Work through the data line by line, gathering every line that has the word "Copy".

╭─ Material shown

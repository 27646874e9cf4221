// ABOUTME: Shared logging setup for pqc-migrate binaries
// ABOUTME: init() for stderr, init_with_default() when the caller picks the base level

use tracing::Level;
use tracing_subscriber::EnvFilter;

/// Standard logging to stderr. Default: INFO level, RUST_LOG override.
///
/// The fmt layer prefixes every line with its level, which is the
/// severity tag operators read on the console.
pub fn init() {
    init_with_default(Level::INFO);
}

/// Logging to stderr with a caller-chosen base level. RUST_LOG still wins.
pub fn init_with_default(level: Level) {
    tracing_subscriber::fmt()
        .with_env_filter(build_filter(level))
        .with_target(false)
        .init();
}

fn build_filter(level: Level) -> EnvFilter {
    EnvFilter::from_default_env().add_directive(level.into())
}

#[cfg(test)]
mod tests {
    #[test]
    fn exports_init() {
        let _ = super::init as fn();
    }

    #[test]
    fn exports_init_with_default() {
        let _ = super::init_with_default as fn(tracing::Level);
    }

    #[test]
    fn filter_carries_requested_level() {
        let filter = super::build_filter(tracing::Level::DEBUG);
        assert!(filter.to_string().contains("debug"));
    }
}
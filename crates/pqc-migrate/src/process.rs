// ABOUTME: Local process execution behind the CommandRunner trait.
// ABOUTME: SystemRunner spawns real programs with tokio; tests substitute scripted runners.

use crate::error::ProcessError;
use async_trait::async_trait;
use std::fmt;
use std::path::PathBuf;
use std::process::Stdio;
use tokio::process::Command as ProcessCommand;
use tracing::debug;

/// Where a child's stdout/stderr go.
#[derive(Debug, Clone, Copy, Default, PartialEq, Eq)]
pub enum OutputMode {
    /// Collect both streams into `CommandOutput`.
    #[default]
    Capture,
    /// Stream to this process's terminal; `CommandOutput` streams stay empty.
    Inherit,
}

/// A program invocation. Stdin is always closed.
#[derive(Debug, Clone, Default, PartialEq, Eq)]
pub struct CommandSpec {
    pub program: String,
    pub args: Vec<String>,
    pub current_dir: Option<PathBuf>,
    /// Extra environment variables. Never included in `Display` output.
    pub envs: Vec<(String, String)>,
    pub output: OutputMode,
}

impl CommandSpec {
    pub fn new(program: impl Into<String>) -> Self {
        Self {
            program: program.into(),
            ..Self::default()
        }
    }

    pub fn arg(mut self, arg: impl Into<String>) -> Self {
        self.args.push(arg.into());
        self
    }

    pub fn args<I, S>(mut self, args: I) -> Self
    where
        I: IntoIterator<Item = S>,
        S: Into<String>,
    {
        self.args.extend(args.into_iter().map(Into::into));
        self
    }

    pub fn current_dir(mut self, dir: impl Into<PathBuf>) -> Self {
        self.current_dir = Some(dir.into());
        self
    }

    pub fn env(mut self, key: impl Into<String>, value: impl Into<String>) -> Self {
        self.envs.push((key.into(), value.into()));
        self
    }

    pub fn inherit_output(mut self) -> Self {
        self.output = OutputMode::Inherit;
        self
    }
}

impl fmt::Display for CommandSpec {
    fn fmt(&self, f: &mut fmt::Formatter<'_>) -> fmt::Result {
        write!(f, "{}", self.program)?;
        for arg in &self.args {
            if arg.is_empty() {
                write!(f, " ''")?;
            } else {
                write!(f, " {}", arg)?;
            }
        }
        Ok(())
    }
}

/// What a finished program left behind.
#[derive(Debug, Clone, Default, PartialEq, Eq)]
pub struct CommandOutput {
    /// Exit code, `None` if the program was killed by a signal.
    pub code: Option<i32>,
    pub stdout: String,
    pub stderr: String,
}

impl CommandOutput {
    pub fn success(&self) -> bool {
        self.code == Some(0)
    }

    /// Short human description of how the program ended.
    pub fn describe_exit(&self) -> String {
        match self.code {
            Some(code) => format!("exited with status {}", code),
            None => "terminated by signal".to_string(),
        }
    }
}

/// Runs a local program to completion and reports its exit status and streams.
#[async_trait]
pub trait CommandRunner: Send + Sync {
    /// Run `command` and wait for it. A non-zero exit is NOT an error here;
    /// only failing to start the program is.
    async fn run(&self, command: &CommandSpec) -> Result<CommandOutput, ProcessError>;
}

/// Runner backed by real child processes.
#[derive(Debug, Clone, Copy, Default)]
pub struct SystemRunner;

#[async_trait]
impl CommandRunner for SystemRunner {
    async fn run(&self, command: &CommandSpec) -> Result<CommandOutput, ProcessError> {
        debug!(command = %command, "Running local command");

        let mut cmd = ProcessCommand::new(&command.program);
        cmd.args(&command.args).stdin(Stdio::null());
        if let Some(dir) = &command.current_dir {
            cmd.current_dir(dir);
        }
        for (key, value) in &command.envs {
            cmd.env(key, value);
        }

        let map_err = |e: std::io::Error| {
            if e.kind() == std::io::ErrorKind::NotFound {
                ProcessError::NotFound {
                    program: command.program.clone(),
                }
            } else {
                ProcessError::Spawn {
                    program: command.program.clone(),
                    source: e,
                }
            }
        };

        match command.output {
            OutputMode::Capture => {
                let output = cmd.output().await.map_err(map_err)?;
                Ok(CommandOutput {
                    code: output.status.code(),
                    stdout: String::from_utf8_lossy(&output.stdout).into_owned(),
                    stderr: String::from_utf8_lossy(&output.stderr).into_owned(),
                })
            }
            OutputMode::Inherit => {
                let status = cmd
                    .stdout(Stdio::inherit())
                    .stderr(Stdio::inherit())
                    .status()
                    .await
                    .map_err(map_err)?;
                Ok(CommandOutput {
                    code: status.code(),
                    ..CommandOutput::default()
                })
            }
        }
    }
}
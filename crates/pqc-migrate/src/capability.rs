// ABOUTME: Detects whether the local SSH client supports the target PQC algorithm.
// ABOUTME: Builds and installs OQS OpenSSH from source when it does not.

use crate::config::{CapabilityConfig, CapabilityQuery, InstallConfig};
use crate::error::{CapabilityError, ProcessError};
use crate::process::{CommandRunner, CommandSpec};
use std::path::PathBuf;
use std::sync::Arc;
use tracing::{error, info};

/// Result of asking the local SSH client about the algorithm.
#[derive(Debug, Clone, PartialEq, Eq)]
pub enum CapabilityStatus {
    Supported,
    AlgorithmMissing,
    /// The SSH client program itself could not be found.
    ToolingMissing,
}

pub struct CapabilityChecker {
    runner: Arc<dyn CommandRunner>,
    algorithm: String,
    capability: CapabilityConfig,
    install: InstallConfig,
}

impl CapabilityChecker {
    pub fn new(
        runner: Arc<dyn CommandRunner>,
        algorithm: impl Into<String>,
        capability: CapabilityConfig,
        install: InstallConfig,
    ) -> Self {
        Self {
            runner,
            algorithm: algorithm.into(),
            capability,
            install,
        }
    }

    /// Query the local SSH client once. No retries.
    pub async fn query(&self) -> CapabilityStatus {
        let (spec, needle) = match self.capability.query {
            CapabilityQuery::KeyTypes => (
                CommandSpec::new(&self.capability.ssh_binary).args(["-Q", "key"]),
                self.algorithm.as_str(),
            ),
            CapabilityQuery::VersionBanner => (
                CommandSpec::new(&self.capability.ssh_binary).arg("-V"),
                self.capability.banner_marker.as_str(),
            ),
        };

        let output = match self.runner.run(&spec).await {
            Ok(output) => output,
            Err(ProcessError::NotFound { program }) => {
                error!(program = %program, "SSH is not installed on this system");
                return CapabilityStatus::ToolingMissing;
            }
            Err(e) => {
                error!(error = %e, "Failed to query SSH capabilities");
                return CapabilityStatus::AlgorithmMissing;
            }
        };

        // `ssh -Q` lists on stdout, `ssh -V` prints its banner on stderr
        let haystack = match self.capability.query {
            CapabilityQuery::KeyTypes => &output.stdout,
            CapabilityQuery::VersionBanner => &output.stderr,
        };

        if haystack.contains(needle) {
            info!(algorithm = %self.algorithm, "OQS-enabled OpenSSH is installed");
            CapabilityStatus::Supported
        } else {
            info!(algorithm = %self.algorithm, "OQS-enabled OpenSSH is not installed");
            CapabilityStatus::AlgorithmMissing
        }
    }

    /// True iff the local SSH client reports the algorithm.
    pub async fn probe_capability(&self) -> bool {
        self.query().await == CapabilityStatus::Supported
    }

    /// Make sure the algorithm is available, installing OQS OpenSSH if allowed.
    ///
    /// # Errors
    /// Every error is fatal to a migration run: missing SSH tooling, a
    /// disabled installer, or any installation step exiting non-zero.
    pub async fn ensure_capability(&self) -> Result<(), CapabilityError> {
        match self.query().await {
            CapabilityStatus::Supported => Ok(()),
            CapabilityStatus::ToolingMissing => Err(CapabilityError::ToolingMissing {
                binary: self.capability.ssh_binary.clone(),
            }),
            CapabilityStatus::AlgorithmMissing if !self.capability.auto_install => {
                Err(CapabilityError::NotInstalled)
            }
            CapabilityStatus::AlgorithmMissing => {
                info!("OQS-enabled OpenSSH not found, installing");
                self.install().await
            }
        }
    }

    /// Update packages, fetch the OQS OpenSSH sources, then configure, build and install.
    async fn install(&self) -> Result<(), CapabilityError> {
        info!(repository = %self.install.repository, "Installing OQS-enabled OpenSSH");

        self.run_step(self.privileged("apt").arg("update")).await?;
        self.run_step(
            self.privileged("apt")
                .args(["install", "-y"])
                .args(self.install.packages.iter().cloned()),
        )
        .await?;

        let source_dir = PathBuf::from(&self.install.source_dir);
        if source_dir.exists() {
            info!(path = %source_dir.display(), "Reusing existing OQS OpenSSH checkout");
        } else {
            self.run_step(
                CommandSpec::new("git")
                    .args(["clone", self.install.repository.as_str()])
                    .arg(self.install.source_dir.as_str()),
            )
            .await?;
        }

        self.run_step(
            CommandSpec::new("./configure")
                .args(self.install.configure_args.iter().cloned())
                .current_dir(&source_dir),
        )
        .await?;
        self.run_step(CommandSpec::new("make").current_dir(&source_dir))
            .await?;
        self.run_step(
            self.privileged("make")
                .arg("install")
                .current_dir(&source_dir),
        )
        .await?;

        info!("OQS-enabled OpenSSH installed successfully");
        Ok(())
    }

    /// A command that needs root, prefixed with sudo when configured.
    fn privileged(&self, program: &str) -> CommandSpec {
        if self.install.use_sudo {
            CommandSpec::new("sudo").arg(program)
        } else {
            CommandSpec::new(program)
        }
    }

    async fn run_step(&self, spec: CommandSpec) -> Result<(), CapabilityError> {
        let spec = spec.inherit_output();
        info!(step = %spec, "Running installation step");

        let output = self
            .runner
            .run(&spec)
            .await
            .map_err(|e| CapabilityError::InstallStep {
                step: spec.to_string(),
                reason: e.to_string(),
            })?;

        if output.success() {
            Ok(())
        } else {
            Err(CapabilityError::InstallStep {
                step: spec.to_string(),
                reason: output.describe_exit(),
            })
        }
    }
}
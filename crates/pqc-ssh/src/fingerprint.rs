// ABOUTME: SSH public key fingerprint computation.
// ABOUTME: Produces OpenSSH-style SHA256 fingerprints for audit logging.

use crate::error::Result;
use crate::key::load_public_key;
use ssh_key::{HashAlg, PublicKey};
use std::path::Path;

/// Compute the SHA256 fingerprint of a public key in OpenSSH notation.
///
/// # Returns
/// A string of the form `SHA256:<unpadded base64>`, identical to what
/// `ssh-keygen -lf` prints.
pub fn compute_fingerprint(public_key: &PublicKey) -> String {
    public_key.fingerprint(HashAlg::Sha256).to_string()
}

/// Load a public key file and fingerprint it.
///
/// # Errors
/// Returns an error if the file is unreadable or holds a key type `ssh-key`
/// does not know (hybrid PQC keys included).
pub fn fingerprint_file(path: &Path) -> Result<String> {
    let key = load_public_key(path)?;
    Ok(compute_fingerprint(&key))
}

╰─

> Written response:
#[derive(Debug, Clone, Copy, Default, PartialEq, Eq)]
#[derive(Debug, Clone, Copy, Default)]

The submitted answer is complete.